Tyrosine phosphorylation / dephosphorylation balance is involved in thrombin-evoked microtubular reorganisation in human platelets.

We have investigated the intracellular mechanisms involved in microtubular remodelling by thrombin and its possible involvement in platelet aggregation and secretion. Platelet stimulation with thrombin induces a time- and concentration-dependent regulation of the microtubular content, which was found to be maximally effective at the concentration 0.1 U/ml. Thrombin (0.1 U/ml) evoked an initial decrease in the microtubule content detectable at 5 seconds (sec) and reached a minimum 10 sec after stimulation. The microtubular content then increased, exceeding basal levels again approximately 30 sec after stimulation. Inhibition of tyrosine phosphatases using vanadate abolished thrombin-induced microtubular depolymerisation while inhibition of tyrosine kinases by methyl-2,5-dihydroxycinnamate prevented microtubule polymerisation. Thrombin activates the cytosolic Bruton's tyrosine kinase (Btk) and Src proteins. Inhibition of Btk or Src by LFM-A13 or PP1, respectively, abolished thrombin-induced microtubular polymerisation, while maintaining intact its ability to induce initial depolymerisation. Microtubular disruption by colchicine significantly reduced thrombin-induced platelet aggregation and ATP secretion. Similar results were observed after inhibition of microtubular disassembly by paclitaxel. These findings indicate that thrombin induces microtubular remodelling by modifying the balance between protein tyrosine phosphorylation and dephosphorylation. The former seems to be required for microtubular polymerisation, while tyrosine dephosphorylation is required for microtubular depolymerisation. Both, initial microtubular disassembly and subsequent polymerisation are required for thrombin-induced platelet aggregation and secretion in human platelets.

Differential involvement of thrombin receptors in Ca2+ release from two different intracellular stores in human platelets.

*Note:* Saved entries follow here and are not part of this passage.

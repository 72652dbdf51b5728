use crate::infra::AppState;
use axum::http::{header, StatusCode};
use axum::response::IntoResponse;
use axum::Extension;
use axum::Json;
use mutabaah::router::household_router;
use mutabaah::service::HouseholdService;
use mutabaah::store::HouseholdStore;
use serde_json::json;
use std::sync::Arc;

pub(crate) fn with_household_routes<S>(service: Arc<HouseholdService<S>>) -> axum::Router
where
    S: HouseholdStore + 'static,
{
    household_router(service)
        .route("/health", axum::routing::get(healthcheck))
        .route("/ready", axum::routing::get(readiness_endpoint))
        .route("/metrics", axum::routing::get(metrics_endpoint))
}

pub(crate) async fn healthcheck() -> Json<serde_json::Value> {
    Json(json!({ "status": "ok" }))
}

pub(crate) async fn readiness_endpoint(Extension(state): Extension<AppState>) -> impl IntoResponse {
    let ready = state.readiness.load(std::sync::atomic::Ordering::Relaxed);
    let status = if ready {
        StatusCode::OK
    } else {
        StatusCode::SERVICE_UNAVAILABLE
    };

    let payload = if ready {
        json!({ "status": "ready" })
    } else {
        json!({ "status": "initializing" })
    };

    (status, Json(payload))
}

pub(crate) async fn metrics_endpoint(Extension(state): Extension<AppState>) -> impl IntoResponse {
    (
        StatusCode::OK,
        [(header::CONTENT_TYPE, "text/plain; version=0.0.4")],
        state.metrics.render(),
    )
}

Physiological agonists increase cytosolic free Ca2+ concentration to regulate a number of cellular processes. The platelet thrombin receptors, PAR (protease-activated receptor) 1 PAR-4 and GPIb-IX-V (glycoprotein Ib-IX-V) have been described as potential contributors of thrombin-induced platelet aggregation. Platelets present two separate Ca2+ stores, the DTS (dense tubular system) and acidic organelles, differentiated by the distinct sensitivity of their respective SERCAs (sarcoplasmic/endoplasmic-reticulum Ca2+-ATPases) to TG (thapsigargin) and TBHQ [2,5-di-(tert-butyl)-1,4-hydroquinone]. However, the involvement of the thrombin receptors in Ca2+ release from each Ca2+ store remains unknown. Depletion of the DTS using ADP, which releases Ca2+ solely from the DTS, in combination with 10 nM TG, to selectively inhibit SERCA2 located on the DTS reduced Ca2+ release evoked by the PAR-1 agonist, SFLLRN, and the PAR-4 agonist, AYPGKF, by 80 and 50% respectively. Desensitization of PAR-1 and PAR-4 or pre-treatment with the PAR-1 and PAR-4 antagonists SCH 79797 and tcY-NH2 reduced Ca2+ mobilization induced by thrombin, and depletion of the DTS after desensitization or blockade of PAR-1 and PAR-4 had no significant effect on Ca2+ release stimulated by thrombin through the GPIb-IX-V receptor. Converse experiments showed that depletion of the acidic stores using TBHQ reduced Ca2+ release evoked by SFLLRN or AYPGKF, by 20 and 50% respectively, and abolished thrombin-stimulated Ca2+ release through the GPIb-IX-V receptor when PAR-1 and PAR-4 had been desensitized or blocked. Our results indicate that thrombin-induced activation of PAR-1 and PAR-4 evokes Ca2+ release from both Ca2+ stores, while activation of GPIb-IX-V by thrombin releases Ca2+ solely from the acidic compartments in human platelets.